Sara Stalder, Geschäftsleiterin der Stiftung für Konsumentenschutz, sieht Verbraucherinnen in der Schweiz generell nicht ausreichend vor Tricksereien geschützt: «Wer betrügen will, kann das recht lange unentdeckt tun. Die Strafen fallen oft milde aus und sind deswegen geradezu eine Einladung zum Betrug.» Zudem seien die zuständigen Kantonsstellen unterdotiert. Gesundheitsgefährdende Praktiken hätten bei ihren Kontrollen Priorität. Stalder: «Wir appellieren an die Kantone, Kontrollen auszubauen und Täuschungen schärfer zu bestrafen.»

Bereits 2016 hielt der Bundesrat fest, dass bei den knapp besetzten Kantonsbehörden der Täuschungsschutz eine «untergeordnete Bedeutung» habe. Und: Im Falle einer Verurteilung würden oft «nur milde Geldstrafen verhängt».

Nur die Schlimmsten erwischt es

SonntagsBlick-Recherchen zeigen: Wenn Kantonschemiker falsch gekennzeichnete Produkte finden, geben sie den Betrieben in der Regel zunächst eine Chance, die Mängel zu beheben. Eine Anzeige droht vor allem Wiederholungstätern oder Betrieben, die besonders dreist vorgehen.

Die zuständigen Bundesämter können nicht sagen, wie häufig Metzgereien ihre Kundschaft mit Angaben wie «Suisse Garantie» oder «Schweizer Fleisch» täuschen. Dazu fehle ihnen die Übersicht.

Im vergangenen Jahr führten Kantonschemiker eine Reihe von Inspektionen durch, bei denen sie gezielt Schweizer Milch- und Fleischprodukte kontrollierten, die mit geschützten Bezeichnungen wie «Walliser Trockenfleisch» oder «Bündnerfleisch» warben.

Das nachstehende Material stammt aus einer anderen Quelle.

//! Audio decoding, assembly and encoding.

pub mod assembler;
pub mod decoder;
pub mod encoder;
mod segment;

pub use assembler::assemble;
pub use decoder::{AudioDecoder, Mp3Decoder};

#[cfg(test)]
pub(crate) use decoder::BytesDecoder;
pub use encoder::{AudioEncoder, Mp3Encoder, OutputFormat, create_encoder};
pub use segment::AudioSegment;

#[cfg(test)]
pub(crate) use segment::tone;

use std::path::PathBuf;
use thiserror::Error;

/// Audio errors.
#[derive(Debug, Error)]
pub enum AudioError {
    #[error(
        "Cannot append {rate} Hz/{channels} ch audio to a {expected_rate} Hz/{expected_channels} ch stream"
    )]
    FormatMismatch {
        expected_rate: u32,
        expected_channels: u16,
        rate: u32,
        channels: u16,
    },

    #[error("Failed to decode audio: {0}")]
    Decode(String),

    #[error("Failed to encode audio: {0}")]
    Encode(String),

    #[error("FFmpeg not found at {0}. Install FFmpeg or use --format wav")]
    FfmpegMissing(PathBuf),

    #[error("IO error: {0}")]
    Io(#[from] std::io::Error),
}
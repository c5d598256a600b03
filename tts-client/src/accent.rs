//! Voice regions offered by the Google Translate voice.
//!
//! The service picks the regional English voice from the top-level domain the
//! request is sent to, so every accent maps to one TLD.

use serde::{Deserialize, Serialize};
use std::fmt;
use std::str::FromStr;

use crate::error::TtsError;

#[derive(Debug, Clone, Copy, PartialEq, Eq, Default, Serialize, Deserialize)]
#[serde(rename_all = "kebab-case")]
pub enum Accent {
    #[default]
    American,
    British,
    Australian,
    Indian,
    SouthAfrican,
}

impl Accent {
    pub const ALL: [Accent; 5] = [
        Accent::American,
        Accent::British,
        Accent::Australian,
        Accent::Indian,
        Accent::SouthAfrican,
    ];

    /// Top-level domain of the regional endpoint
    pub fn tld(&self) -> &'static str {
        match self {
            Self::American => "com",
            Self::British => "co.uk",
            Self::Australian => "com.au",
            Self::Indian => "co.in",
            Self::SouthAfrican => "co.za",
        }
    }

    /// Human-readable label
    pub fn label(&self) -> &'static str {
        match self {
            Self::American => "American (US)",
            Self::British => "British (UK)",
            Self::Australian => "Australian",
            Self::Indian => "Indian",
            Self::SouthAfrican => "South African",
        }
    }

    /// Identifier used on the command line and in the config file
    pub fn id(&self) -> &'static str {
        match self {
            Self::American => "american",
            Self::British => "british",
            Self::Australian => "australian",
            Self::Indian => "indian",
            Self::SouthAfrican => "south-african",
        }
    }
}

impl FromStr for Accent {
    type Err = TtsError;

    fn from_str(s: &str) -> Result<Self, Self::Err> {
        match s.trim().to_lowercase().as_str() {
            "american" | "us" | "com" => Ok(Self::American),
            "british" | "uk" | "co.uk" => Ok(Self::British),
            "australian" | "au" | "com.au" => Ok(Self::Australian),
            "indian" | "in" | "co.in" => Ok(Self::Indian),
            "south-african" | "south_african" | "southafrican" | "za" | "co.za" => {
                Ok(Self::SouthAfrican)
            }
            _ => Err(TtsError::UnknownAccent(s.to_string())),
        }
    }
}

impl fmt::Display for Accent {
    fn fmt(&self, f: &mut fmt::Formatter<'_>) -> fmt::Result {
        f.write_str(self.label())
    }
}
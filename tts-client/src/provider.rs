use async_trait::async_trait;

use crate::accent::Accent;
use crate::error::Result;

/// Language code sent with every request. Only English narration is supported.
pub const DEFAULT_LANGUAGE: &str = "en";

/// Request to send to a speech backend
#[derive(Debug, Clone)]
pub struct SpeechRequest {
    pub text: String,
    pub language: String,
    pub accent: Accent,
}

impl SpeechRequest {
    /// English request for the given text and accent
    pub fn new(text: impl Into<String>, accent: Accent) -> Self {
        Self {
            text: text.into(),
            language: DEFAULT_LANGUAGE.to_string(),
            accent,
        }
    }
}

/// Encoded audio returned by a speech backend
#[derive(Debug, Clone)]
pub struct SpeechAudio {
    /// MP3 frames
    pub bytes: Vec<u8>,
}

/// Trait for speech synthesis backends
#[async_trait]
pub trait SpeechBackend: Send + Sync {
    /// Synthesize one piece of text into MP3 audio
    async fn synthesize(&self, request: &SpeechRequest) -> Result<SpeechAudio>;

    /// Get the backend name for display
    fn name(&self) -> &'static str;
}
//! Holding a finished audiobook until it is delivered.

use std::path::{Path, PathBuf};
use std::time::Duration;
use thiserror::Error;

/// Session errors.
#[derive(Debug, Error)]
pub enum SessionError {
    #[error("No audiobook is waiting to be delivered")]
    NothingPending,

    #[error("Failed to write {}: {source}", path.display())]
    Io {
        path: PathBuf,
        #[source]
        source: std::io::Error,
    },
}

/// An encoded audiobook ready to be written out.
#[derive(Debug, Clone)]
pub struct Audiobook {
    pub bytes: Vec<u8>,
    /// Suggested file name, extension included
    pub filename: String,
    pub duration: Duration,
    pub chunks_total: usize,
    pub chunks_skipped: usize,
}

impl Audiobook {
    /// Size in megabytes, for reporting.
    pub fn size_mb(&self) -> f64 {
        self.bytes.len() as f64 / (1024.0 * 1024.0)
    }
}

/// Holds at most one generated audiobook; each one is handed out exactly once.
#[derive(Debug, Default)]
pub struct GenerationSession {
    pending: Option<Audiobook>,
}

impl GenerationSession {
    pub fn new() -> Self {
        Self::default()
    }

    /// Keep a freshly generated audiobook, replacing any undelivered one.
    pub fn store(&mut self, audiobook: Audiobook) {
        if let Some(old) = self.pending.replace(audiobook) {
            log::debug!("Discarding undelivered audiobook {}", old.filename);
        }
    }

    /// Take the pending audiobook, leaving the session empty.
    pub fn take(&mut self) -> Option<Audiobook> {
        self.pending.take()
    }

    /// Write the pending audiobook into `output_dir` and return its path.
    ///
    /// The audiobook stays pending until the file is written, so a failed
    /// write can be retried with another directory.
    pub fn deliver(&mut self, output_dir: &Path) -> Result<PathBuf, SessionError> {
        let audiobook = self.pending.as_ref().ok_or(SessionError::NothingPending)?;
        let path = output_dir.join(&audiobook.filename);

        std::fs::create_dir_all(output_dir).map_err(|source| SessionError::Io {
            path: output_dir.to_path_buf(),
            source,
        })?;
        std::fs::write(&path, &audiobook.bytes).map_err(|source| SessionError::Io {
            path: path.clone(),
            source,
        })?;

        log::info!("Wrote {} ({:.1} MB)", path.display(), audiobook.size_mb());
        self.pending = None;
        Ok(path)
    }
}

#[cfg(test)]
mod tests {
    use super::*;
    use tempfile::TempDir;

    fn audiobook(name: &str) -> Audiobook {
        Audiobook {
            bytes: b"ID3audio".to_vec(),
            filename: name.to_string(),
            duration: Duration::from_secs(2),
            chunks_total: 2,
            chunks_skipped: 0,
        }
    }

    #[test]
    fn test_take_delivers_once() {
        let mut session = GenerationSession::new();
        assert!(session.take().is_none());

        session.store(audiobook("a.mp3"));
        assert_eq!(session.take().unwrap().filename, "a.mp3");
        assert!(session.take().is_none());
    }

    #[test]
    fn test_store_replaces_pending() {
        let mut session = GenerationSession::new();
        session.store(audiobook("old.mp3"));
        session.store(audiobook("new.mp3"));
        assert_eq!(session.take().unwrap().filename, "new.mp3");
        assert!(session.take().is_none());
    }

    #[test]
    fn test_deliver_writes_file() {
        let dir = TempDir::new().unwrap();
        let out = dir.path().join("books");
        let mut session = GenerationSession::new();
        session.store(audiobook("letters.mp3"));

        let path = session.deliver(&out).unwrap();
        assert_eq!(path, out.join("letters.mp3"));
        assert_eq!(std::fs::read(&path).unwrap(), b"ID3audio");

        let err = session.deliver(&out).unwrap_err();
        assert!(matches!(err, SessionError::NothingPending));
    }

    #[test]
    fn test_failed_write_keeps_audiobook() {
        let dir = TempDir::new().unwrap();
        let not_a_dir = dir.path().join("not_a_dir");
        std::fs::write(&not_a_dir, b"occupied").unwrap();

        let mut session = GenerationSession::new();
        session.store(audiobook("letters.mp3"));

        let err = session.deliver(&not_a_dir).unwrap_err();
        assert!(matches!(err, SessionError::Io { .. }));

        let path = session.deliver(dir.path()).unwrap();
        assert_eq!(std::fs::read(&path).unwrap(), b"ID3audio");
        assert!(session.take().is_none());
    }
}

Solche Bezeichnungen dürfen nur von Betrieben aus dem jeweiligen Gebiet verwendet werden, die sich an spezielle Regeln halten. Ergebnis der Inspektionen: Zwei Prozent der Produkte seien irreführend gekennzeichnet oder in nicht zertifizierten Unternehmen hergestellt. Anzeige erstatteten die Inspektoren nicht.